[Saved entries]
▼

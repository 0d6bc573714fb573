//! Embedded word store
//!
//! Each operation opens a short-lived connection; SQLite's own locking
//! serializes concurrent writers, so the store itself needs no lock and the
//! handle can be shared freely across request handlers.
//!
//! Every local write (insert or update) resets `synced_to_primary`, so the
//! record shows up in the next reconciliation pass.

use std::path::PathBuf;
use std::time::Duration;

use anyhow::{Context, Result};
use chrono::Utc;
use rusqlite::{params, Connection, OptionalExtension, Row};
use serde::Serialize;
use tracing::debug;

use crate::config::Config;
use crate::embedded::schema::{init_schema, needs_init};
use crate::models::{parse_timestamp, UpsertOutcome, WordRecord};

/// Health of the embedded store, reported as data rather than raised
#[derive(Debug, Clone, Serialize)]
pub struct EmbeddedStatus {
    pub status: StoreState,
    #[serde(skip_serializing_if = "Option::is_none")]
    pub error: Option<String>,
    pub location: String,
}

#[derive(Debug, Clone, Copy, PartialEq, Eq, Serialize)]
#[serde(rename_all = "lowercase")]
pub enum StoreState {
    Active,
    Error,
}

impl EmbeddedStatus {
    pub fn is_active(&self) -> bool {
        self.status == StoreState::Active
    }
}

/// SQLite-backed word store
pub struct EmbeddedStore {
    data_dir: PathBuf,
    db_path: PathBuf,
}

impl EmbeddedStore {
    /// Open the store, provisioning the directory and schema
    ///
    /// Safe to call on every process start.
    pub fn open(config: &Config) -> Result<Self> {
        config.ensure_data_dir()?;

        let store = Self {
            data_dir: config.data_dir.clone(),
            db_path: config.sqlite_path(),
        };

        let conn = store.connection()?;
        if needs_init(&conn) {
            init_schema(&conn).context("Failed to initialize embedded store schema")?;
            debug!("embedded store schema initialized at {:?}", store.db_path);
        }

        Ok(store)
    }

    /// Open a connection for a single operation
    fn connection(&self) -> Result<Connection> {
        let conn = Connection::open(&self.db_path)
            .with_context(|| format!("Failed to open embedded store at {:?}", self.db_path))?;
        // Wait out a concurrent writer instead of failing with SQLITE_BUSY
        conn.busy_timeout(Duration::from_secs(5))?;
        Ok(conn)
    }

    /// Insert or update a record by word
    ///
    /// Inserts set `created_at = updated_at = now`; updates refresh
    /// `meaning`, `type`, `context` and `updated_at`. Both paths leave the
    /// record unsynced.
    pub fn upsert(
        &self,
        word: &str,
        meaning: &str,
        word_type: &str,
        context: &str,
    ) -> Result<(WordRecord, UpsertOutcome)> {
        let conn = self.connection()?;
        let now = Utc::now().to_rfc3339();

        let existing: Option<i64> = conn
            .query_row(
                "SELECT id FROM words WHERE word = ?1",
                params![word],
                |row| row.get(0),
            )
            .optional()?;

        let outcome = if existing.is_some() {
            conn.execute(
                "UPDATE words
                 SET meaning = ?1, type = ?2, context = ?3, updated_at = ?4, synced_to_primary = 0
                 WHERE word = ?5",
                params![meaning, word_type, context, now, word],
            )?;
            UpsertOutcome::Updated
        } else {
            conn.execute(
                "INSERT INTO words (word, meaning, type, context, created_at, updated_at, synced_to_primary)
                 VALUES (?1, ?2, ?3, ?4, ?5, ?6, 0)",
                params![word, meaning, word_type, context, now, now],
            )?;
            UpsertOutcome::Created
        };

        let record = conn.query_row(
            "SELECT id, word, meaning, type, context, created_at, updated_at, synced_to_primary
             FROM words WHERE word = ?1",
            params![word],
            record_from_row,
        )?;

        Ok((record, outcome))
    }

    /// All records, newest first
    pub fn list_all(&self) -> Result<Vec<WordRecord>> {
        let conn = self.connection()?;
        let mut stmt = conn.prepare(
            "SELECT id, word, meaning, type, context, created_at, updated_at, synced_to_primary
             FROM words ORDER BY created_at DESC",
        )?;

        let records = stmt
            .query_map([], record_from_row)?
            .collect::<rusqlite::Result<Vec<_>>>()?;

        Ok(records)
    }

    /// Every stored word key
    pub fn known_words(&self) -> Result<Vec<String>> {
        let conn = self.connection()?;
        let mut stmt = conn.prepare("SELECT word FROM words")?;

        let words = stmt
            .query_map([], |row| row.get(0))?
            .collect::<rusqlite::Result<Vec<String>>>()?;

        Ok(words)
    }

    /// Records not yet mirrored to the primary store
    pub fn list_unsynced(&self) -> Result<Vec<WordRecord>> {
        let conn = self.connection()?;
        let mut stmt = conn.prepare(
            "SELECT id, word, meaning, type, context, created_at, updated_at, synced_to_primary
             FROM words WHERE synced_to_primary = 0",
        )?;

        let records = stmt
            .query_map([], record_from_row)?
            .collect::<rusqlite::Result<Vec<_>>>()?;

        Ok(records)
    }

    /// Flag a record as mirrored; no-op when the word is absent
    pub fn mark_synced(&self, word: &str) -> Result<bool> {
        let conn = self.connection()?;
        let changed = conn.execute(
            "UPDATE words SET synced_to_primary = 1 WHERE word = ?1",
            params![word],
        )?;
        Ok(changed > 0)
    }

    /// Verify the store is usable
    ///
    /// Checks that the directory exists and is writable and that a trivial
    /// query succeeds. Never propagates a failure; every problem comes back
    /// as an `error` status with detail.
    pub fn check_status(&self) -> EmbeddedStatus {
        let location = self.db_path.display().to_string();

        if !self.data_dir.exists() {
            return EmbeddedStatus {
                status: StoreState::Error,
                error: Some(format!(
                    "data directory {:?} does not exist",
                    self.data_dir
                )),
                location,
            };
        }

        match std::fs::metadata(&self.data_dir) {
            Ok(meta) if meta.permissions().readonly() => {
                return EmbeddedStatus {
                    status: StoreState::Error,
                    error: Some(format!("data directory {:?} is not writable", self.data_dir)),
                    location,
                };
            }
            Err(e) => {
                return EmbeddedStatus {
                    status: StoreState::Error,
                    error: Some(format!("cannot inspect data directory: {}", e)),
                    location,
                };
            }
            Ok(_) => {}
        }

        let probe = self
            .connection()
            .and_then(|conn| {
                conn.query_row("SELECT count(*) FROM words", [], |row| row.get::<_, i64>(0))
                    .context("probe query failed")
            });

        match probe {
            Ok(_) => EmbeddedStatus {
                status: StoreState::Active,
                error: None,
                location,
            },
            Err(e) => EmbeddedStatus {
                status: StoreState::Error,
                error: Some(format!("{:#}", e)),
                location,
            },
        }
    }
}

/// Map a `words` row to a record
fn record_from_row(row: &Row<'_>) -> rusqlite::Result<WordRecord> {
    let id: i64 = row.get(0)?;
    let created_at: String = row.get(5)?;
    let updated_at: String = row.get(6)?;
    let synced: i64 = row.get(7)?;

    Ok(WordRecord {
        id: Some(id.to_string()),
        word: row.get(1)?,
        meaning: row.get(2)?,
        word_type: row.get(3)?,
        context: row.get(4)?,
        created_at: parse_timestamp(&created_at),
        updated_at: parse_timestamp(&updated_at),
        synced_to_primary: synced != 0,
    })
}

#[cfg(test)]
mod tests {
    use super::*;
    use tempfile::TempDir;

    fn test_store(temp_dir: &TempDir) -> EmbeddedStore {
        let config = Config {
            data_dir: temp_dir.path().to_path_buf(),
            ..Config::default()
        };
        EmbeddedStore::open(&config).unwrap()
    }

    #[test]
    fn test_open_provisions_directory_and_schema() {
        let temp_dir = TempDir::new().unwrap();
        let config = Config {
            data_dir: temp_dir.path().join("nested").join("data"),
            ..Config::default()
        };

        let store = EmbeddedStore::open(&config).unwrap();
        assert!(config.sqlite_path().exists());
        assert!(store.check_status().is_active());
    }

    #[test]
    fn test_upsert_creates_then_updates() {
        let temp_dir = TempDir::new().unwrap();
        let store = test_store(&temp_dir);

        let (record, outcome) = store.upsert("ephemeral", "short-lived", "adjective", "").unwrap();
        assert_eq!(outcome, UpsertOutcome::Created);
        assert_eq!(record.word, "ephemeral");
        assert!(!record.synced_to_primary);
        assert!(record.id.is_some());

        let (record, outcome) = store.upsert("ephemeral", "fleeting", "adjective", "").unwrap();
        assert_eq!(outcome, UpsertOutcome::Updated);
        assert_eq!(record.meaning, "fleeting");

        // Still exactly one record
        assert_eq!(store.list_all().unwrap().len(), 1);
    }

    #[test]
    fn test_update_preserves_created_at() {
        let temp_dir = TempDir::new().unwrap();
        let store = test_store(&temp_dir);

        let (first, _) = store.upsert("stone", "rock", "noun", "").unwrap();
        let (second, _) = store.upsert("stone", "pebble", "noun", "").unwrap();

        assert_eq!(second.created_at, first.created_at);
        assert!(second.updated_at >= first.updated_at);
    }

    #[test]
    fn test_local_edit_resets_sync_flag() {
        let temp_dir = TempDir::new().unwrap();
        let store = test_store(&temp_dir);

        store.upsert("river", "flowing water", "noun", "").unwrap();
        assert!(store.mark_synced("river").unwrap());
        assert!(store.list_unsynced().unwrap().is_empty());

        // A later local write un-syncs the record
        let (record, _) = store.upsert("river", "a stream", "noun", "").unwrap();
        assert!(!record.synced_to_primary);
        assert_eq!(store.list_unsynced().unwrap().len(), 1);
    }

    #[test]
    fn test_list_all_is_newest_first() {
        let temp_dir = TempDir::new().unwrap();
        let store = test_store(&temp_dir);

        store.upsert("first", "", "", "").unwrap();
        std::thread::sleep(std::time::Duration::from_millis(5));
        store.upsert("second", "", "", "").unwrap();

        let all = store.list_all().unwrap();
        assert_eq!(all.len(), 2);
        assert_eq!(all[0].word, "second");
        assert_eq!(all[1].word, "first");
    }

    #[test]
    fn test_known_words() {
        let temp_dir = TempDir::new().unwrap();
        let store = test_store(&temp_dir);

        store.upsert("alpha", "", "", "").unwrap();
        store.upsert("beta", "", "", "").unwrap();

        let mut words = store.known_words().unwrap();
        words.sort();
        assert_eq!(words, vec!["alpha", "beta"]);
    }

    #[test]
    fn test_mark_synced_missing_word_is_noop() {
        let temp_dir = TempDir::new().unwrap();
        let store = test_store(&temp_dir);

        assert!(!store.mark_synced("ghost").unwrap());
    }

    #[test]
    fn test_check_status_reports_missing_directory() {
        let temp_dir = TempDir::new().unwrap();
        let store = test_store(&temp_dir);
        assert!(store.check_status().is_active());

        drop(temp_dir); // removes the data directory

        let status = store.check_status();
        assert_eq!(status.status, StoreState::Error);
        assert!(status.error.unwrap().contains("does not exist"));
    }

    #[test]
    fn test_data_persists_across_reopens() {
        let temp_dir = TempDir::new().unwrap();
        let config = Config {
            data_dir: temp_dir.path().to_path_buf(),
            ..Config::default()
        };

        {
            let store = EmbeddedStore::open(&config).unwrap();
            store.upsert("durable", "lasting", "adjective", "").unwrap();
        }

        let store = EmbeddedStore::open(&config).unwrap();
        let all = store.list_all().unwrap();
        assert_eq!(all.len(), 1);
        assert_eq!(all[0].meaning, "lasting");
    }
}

▲

Required work
Retype the records above, but only those lines that fall between the line containing "every process start." and the line containing "failing with SQLITE_BUSY", with both of those lines included, exactly as written.

Solution to this task
    /// Safe to call on every process start.
    pub fn open(config: &Config) -> Result<Self> {
        config.ensure_data_dir()?;

        let store = Self {
            data_dir: config.data_dir.clone(),
            db_path: config.sqlite_path(),
        };

        let conn = store.connection()?;
        if needs_init(&conn) {
            init_schema(&conn).context("Failed to initialize embedded store schema")?;
            debug!("embedded store schema initialized at {:?}", store.db_path);
        }

        Ok(store)
    }

    /// Open a connection for a single operation
    fn connection(&self) -> Result<Connection> {
        let conn = Connection::open(&self.db_path)
            .with_context(|| format!("Failed to open embedded store at {:?}", self.db_path))?;
        // Wait out a concurrent writer instead of failing with SQLITE_BUSY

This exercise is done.